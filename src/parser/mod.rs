//! Streaming SQL statement reading and dialect detection.
//!
//! Schema files are consumed one statement at a time. Statement boundaries are
//! found by scanning for `;` outside of string literals, so quoted defaults
//! containing semicolons do not split a statement in half.

use once_cell::sync::Lazy;
use regex::Regex;
use std::fmt;
use std::io::{BufRead, BufReader, Read};
use std::str::FromStr;

pub const READ_BUFFER_SIZE: usize = 64 * 1024;

/// Classification of a single SQL statement, limited to the statement kinds
/// that carry schema information.
#[derive(Debug, Clone, Copy, PartialEq, Eq)]
pub enum StatementType {
    Unknown,
    CreateTable,
    AlterTable,
    CreateIndex,
}

static CREATE_TABLE_RE: Lazy<Regex> =
    Lazy::new(|| Regex::new(r"(?i)^\s*CREATE\s+TABLE\b").unwrap());

static ALTER_TABLE_RE: Lazy<Regex> = Lazy::new(|| Regex::new(r"(?i)^\s*ALTER\s+TABLE\b").unwrap());

static CREATE_INDEX_RE: Lazy<Regex> =
    Lazy::new(|| Regex::new(r"(?i)^\s*CREATE\s+(?:UNIQUE\s+)?INDEX\b").unwrap());

/// Reader that yields SQL statements one at a time from a byte stream.
pub struct StatementReader<R: Read> {
    reader: BufReader<R>,
    stmt_buffer: Vec<u8>,
}

impl<R: Read> StatementReader<R> {
    pub fn new(reader: R) -> Self {
        Self::with_capacity(reader, READ_BUFFER_SIZE)
    }

    pub fn with_capacity(reader: R, buffer_size: usize) -> Self {
        Self {
            reader: BufReader::with_capacity(buffer_size, reader),
            stmt_buffer: Vec::with_capacity(8 * 1024),
        }
    }

    /// Read the next statement, including its terminating `;`.
    ///
    /// Returns `None` at end of input. The final statement is returned even
    /// when the file is missing its trailing semicolon.
    pub fn read_statement(&mut self) -> std::io::Result<Option<Vec<u8>>> {
        self.stmt_buffer.clear();

        let mut inside_single_quote = false;
        let mut inside_double_quote = false;
        let mut escaped = false;

        loop {
            let buf = self.reader.fill_buf()?;
            if buf.is_empty() {
                if self.stmt_buffer.is_empty() {
                    return Ok(None);
                }
                let result = std::mem::take(&mut self.stmt_buffer);
                return Ok(Some(result));
            }

            let mut consumed = 0;
            let mut found_terminator = false;

            for (i, &b) in buf.iter().enumerate() {
                let inside_string = inside_single_quote || inside_double_quote;

                if escaped {
                    escaped = false;
                    continue;
                }

                if b == b'\\' && inside_string {
                    escaped = true;
                    continue;
                }

                if b == b'\'' && !inside_double_quote {
                    inside_single_quote = !inside_single_quote;
                } else if b == b'"' && !inside_single_quote {
                    inside_double_quote = !inside_double_quote;
                } else if b == b';' && !inside_string {
                    self.stmt_buffer.extend_from_slice(&buf[..=i]);
                    consumed = i + 1;
                    found_terminator = true;
                    break;
                }
            }

            if found_terminator {
                self.reader.consume(consumed);
                let result = std::mem::take(&mut self.stmt_buffer);
                return Ok(Some(result));
            }

            self.stmt_buffer.extend_from_slice(buf);
            let len = buf.len();
            self.reader.consume(len);
        }
    }
}

/// Strip leading `--` line comments and `/* */` block comments from a
/// statement. Dump files usually prefix each statement with a comment banner.
pub fn strip_leading_comments(stmt: &str) -> &str {
    let mut rest = stmt;
    loop {
        rest = rest.trim_start();
        if let Some(after) = rest.strip_prefix("--") {
            match after.find('\n') {
                Some(pos) => rest = &after[pos + 1..],
                None => return "",
            }
        } else if let Some(after) = rest.strip_prefix("/*") {
            match after.find("*/") {
                Some(pos) => rest = &after[pos + 2..],
                None => return "",
            }
        } else {
            return rest;
        }
    }
}

/// Classify a statement by its leading keyword, ignoring comment banners.
pub fn classify_statement(stmt: &str) -> StatementType {
    let body = strip_leading_comments(stmt);

    if CREATE_TABLE_RE.is_match(body) {
        StatementType::CreateTable
    } else if ALTER_TABLE_RE.is_match(body) {
        StatementType::AlterTable
    } else if CREATE_INDEX_RE.is_match(body) {
        StatementType::CreateIndex
    } else {
        StatementType::Unknown
    }
}

/// SQL dialect of the schema file
#[derive(Debug, Clone, Copy, PartialEq, Eq, Default)]
pub enum SqlDialect {
    #[default]
    MySql,
    Postgres,
    Sqlite,
}

impl fmt::Display for SqlDialect {
    fn fmt(&self, f: &mut fmt::Formatter<'_>) -> fmt::Result {
        match self {
            SqlDialect::MySql => write!(f, "mysql"),
            SqlDialect::Postgres => write!(f, "postgres"),
            SqlDialect::Sqlite => write!(f, "sqlite"),
        }
    }
}

impl FromStr for SqlDialect {
    type Err = String;

    fn from_str(s: &str) -> Result<Self, Self::Err> {
        match s.to_lowercase().as_str() {
            "mysql" | "mariadb" => Ok(SqlDialect::MySql),
            "postgres" | "postgresql" | "pg" => Ok(SqlDialect::Postgres),
            "sqlite" | "sqlite3" => Ok(SqlDialect::Sqlite),
            _ => Err(format!(
                "Unknown dialect: {}. Valid options: mysql, postgres, sqlite",
                s
            )),
        }
    }
}

/// Confidence level of dialect auto-detection
#[derive(Debug, Clone, Copy, PartialEq, Eq)]
pub enum DialectConfidence {
    High,
    Medium,
    Low,
}

/// Result of dialect auto-detection
#[derive(Debug, Clone, Copy)]
pub struct DialectDetection {
    pub dialect: SqlDialect,
    pub confidence: DialectConfidence,
}

const MYSQL_MARKERS: &[&str] = &["ENGINE=", "`", "AUTO_INCREMENT", "/*!", "UNLOCK TABLES"];
const POSTGRES_MARKERS: &[&str] = &[
    "SERIAL",
    "SET SEARCH_PATH",
    "PG_CATALOG",
    "BYTEA",
    "OWNER TO",
    "::",
];
const SQLITE_MARKERS: &[&str] = &["AUTOINCREMENT", "PRAGMA", "SQLITE_SEQUENCE", "WITHOUT ROWID"];

/// Detect the SQL dialect from the first chunk of a schema file.
pub fn detect_dialect(header: &[u8]) -> DialectDetection {
    let text = String::from_utf8_lossy(header).to_uppercase();

    let score = |markers: &[&str]| markers.iter().filter(|m| text.contains(*m)).count();

    let mysql = score(MYSQL_MARKERS);
    let postgres = score(POSTGRES_MARKERS);
    let sqlite = score(SQLITE_MARKERS);

    let best = mysql.max(postgres).max(sqlite);
    let dialect = if best == 0 || best == mysql {
        SqlDialect::MySql
    } else if best == postgres {
        SqlDialect::Postgres
    } else {
        SqlDialect::Sqlite
    };

    let runner_up = match dialect {
        SqlDialect::MySql => postgres.max(sqlite),
        SqlDialect::Postgres => mysql.max(sqlite),
        SqlDialect::Sqlite => mysql.max(postgres),
    };

    let confidence = if best >= 2 && runner_up == 0 {
        DialectConfidence::High
    } else if best > runner_up {
        DialectConfidence::Medium
    } else {
        DialectConfidence::Low
    };

    DialectDetection {
        dialect,
        confidence,
    }
}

§ EXERCISE DETAILS: Word for word, copy out the data.

§ TASK RESPONSE:
filename src/parser/mod.rs
//! Streaming SQL statement reading and dialect detection.
//!
//! Schema files are consumed one statement at a time. Statement boundaries are
//! found by scanning for `;` outside of string literals, so quoted defaults
//! containing semicolons do not split a statement in half.

use once_cell::sync::Lazy;
use regex::Regex;
use std::fmt;
use std::io::{BufRead, BufReader, Read};
use std::str::FromStr;

pub const READ_BUFFER_SIZE: usize = 64 * 1024;

/// Classification of a single SQL statement, limited to the statement kinds
/// that carry schema information.
#[derive(Debug, Clone, Copy, PartialEq, Eq)]
pub enum StatementType {
    Unknown,
    CreateTable,
    AlterTable,
    CreateIndex,
}

static CREATE_TABLE_RE: Lazy<Regex> =
    Lazy::new(|| Regex::new(r"(?i)^\s*CREATE\s+TABLE\b").unwrap());

static ALTER_TABLE_RE: Lazy<Regex> = Lazy::new(|| Regex::new(r"(?i)^\s*ALTER\s+TABLE\b").unwrap());

static CREATE_INDEX_RE: Lazy<Regex> =
    Lazy::new(|| Regex::new(r"(?i)^\s*CREATE\s+(?:UNIQUE\s+)?INDEX\b").unwrap());

/// Reader that yields SQL statements one at a time from a byte stream.
pub struct StatementReader<R: Read> {
    reader: BufReader<R>,
    stmt_buffer: Vec<u8>,
}

impl<R: Read> StatementReader<R> {
    pub fn new(reader: R) -> Self {
        Self::with_capacity(reader, READ_BUFFER_SIZE)
    }

    pub fn with_capacity(reader: R, buffer_size: usize) -> Self {
        Self {
            reader: BufReader::with_capacity(buffer_size, reader),
            stmt_buffer: Vec::with_capacity(8 * 1024),
        }
    }

    /// Read the next statement, including its terminating `;`.
    ///
    /// Returns `None` at end of input. The final statement is returned even
    /// when the file is missing its trailing semicolon.
    pub fn read_statement(&mut self) -> std::io::Result<Option<Vec<u8>>> {
        self.stmt_buffer.clear();

        let mut inside_single_quote = false;
        let mut inside_double_quote = false;
        let mut escaped = false;

        loop {
            let buf = self.reader.fill_buf()?;
            if buf.is_empty() {
                if self.stmt_buffer.is_empty() {
                    return Ok(None);
                }
                let result = std::mem::take(&mut self.stmt_buffer);
                return Ok(Some(result));
            }

            let mut consumed = 0;
            let mut found_terminator = false;

            for (i, &b) in buf.iter().enumerate() {
                let inside_string = inside_single_quote || inside_double_quote;

                if escaped {
                    escaped = false;
                    continue;
                }

                if b == b'\\' && inside_string {
                    escaped = true;
                    continue;
                }

                if b == b'\'' && !inside_double_quote {
                    inside_single_quote = !inside_single_quote;
                } else if b == b'"' && !inside_single_quote {
                    inside_double_quote = !inside_double_quote;
                } else if b == b';' && !inside_string {
                    self.stmt_buffer.extend_from_slice(&buf[..=i]);
                    consumed = i + 1;
                    found_terminator = true;
                    break;
                }
            }

            if found_terminator {
                self.reader.consume(consumed);
                let result = std::mem::take(&mut self.stmt_buffer);
                return Ok(Some(result));
            }

            self.stmt_buffer.extend_from_slice(buf);
            let len = buf.len();
            self.reader.consume(len);
        }
    }
}

/// Strip leading `--` line comments and `/* */` block comments from a
/// statement. Dump files usually prefix each statement with a comment banner.
pub fn strip_leading_comments(stmt: &str) -> &str {
    let mut rest = stmt;
    loop {
        rest = rest.trim_start();
        if let Some(after) = rest.strip_prefix("--") {
            match after.find('\n') {
                Some(pos) => rest = &after[pos + 1..],
                None => return "",
            }
        } else if let Some(after) = rest.strip_prefix("/*") {
            match after.find("*/") {
                Some(pos) => rest = &after[pos + 2..],
                None => return "",
            }
        } else {
            return rest;
        }
    }
}

/// Classify a statement by its leading keyword, ignoring comment banners.
pub fn classify_statement(stmt: &str) -> StatementType {
    let body = strip_leading_comments(stmt);

    if CREATE_TABLE_RE.is_match(body) {
        StatementType::CreateTable
    } else if ALTER_TABLE_RE.is_match(body) {
        StatementType::AlterTable
    } else if CREATE_INDEX_RE.is_match(body) {
        StatementType::CreateIndex
    } else {
        StatementType::Unknown
    }
}

/// SQL dialect of the schema file
#[derive(Debug, Clone, Copy, PartialEq, Eq, Default)]
pub enum SqlDialect {
    #[default]
    MySql,
    Postgres,
    Sqlite,
}

impl fmt::Display for SqlDialect {
    fn fmt(&self, f: &mut fmt::Formatter<'_>) -> fmt::Result {
        match self {
            SqlDialect::MySql => write!(f, "mysql"),
            SqlDialect::Postgres => write!(f, "postgres"),
            SqlDialect::Sqlite => write!(f, "sqlite"),
        }
    }
}

impl FromStr for SqlDialect {
    type Err = String;

    fn from_str(s: &str) -> Result<Self, Self::Err> {
        match s.to_lowercase().as_str() {
            "mysql" | "mariadb" => Ok(SqlDialect::MySql),
            "postgres" | "postgresql" | "pg" => Ok(SqlDialect::Postgres),
            "sqlite" | "sqlite3" => Ok(SqlDialect::Sqlite),
            _ => Err(format!(
                "Unknown dialect: {}. Valid options: mysql, postgres, sqlite",
                s
            )),
        }
    }
}

/// Confidence level of dialect auto-detection
#[derive(Debug, Clone, Copy, PartialEq, Eq)]
pub enum DialectConfidence {
    High,
    Medium,
    Low,
}

/// Result of dialect auto-detection
#[derive(Debug, Clone, Copy)]
pub struct DialectDetection {
    pub dialect: SqlDialect,
    pub confidence: DialectConfidence,
}

const MYSQL_MARKERS: &[&str] = &["ENGINE=", "`", "AUTO_INCREMENT", "/*!", "UNLOCK TABLES"];
const POSTGRES_MARKERS: &[&str] = &[
    "SERIAL",
    "SET SEARCH_PATH",
    "PG_CATALOG",
    "BYTEA",
    "OWNER TO",
    "::",
];
const SQLITE_MARKERS: &[&str] = &["AUTOINCREMENT", "PRAGMA", "SQLITE_SEQUENCE", "WITHOUT ROWID"];

/// Detect the SQL dialect from the first chunk of a schema file.
pub fn detect_dialect(header: &[u8]) -> DialectDetection {
    let text = String::from_utf8_lossy(header).to_uppercase();

    let score = |markers: &[&str]| markers.iter().filter(|m| text.contains(*m)).count();

    let mysql = score(MYSQL_MARKERS);
    let postgres = score(POSTGRES_MARKERS);
    let sqlite = score(SQLITE_MARKERS);

    let best = mysql.max(postgres).max(sqlite);
    let dialect = if best == 0 || best == mysql {
        SqlDialect::MySql
    } else if best == postgres {
        SqlDialect::Postgres
    } else {
        SqlDialect::Sqlite
    };

    let runner_up = match dialect {
        SqlDialect::MySql => postgres.max(sqlite),
        SqlDialect::Postgres => mysql.max(sqlite),
        SqlDialect::Sqlite => mysql.max(postgres),
    };

    let confidence = if best >= 2 && runner_up == 0 {
        DialectConfidence::High
    } else if best > runner_up {
        DialectConfidence::Medium
    } else {
        DialectConfidence::Low
    };

    DialectDetection {
        dialect,
        confidence,
    }
}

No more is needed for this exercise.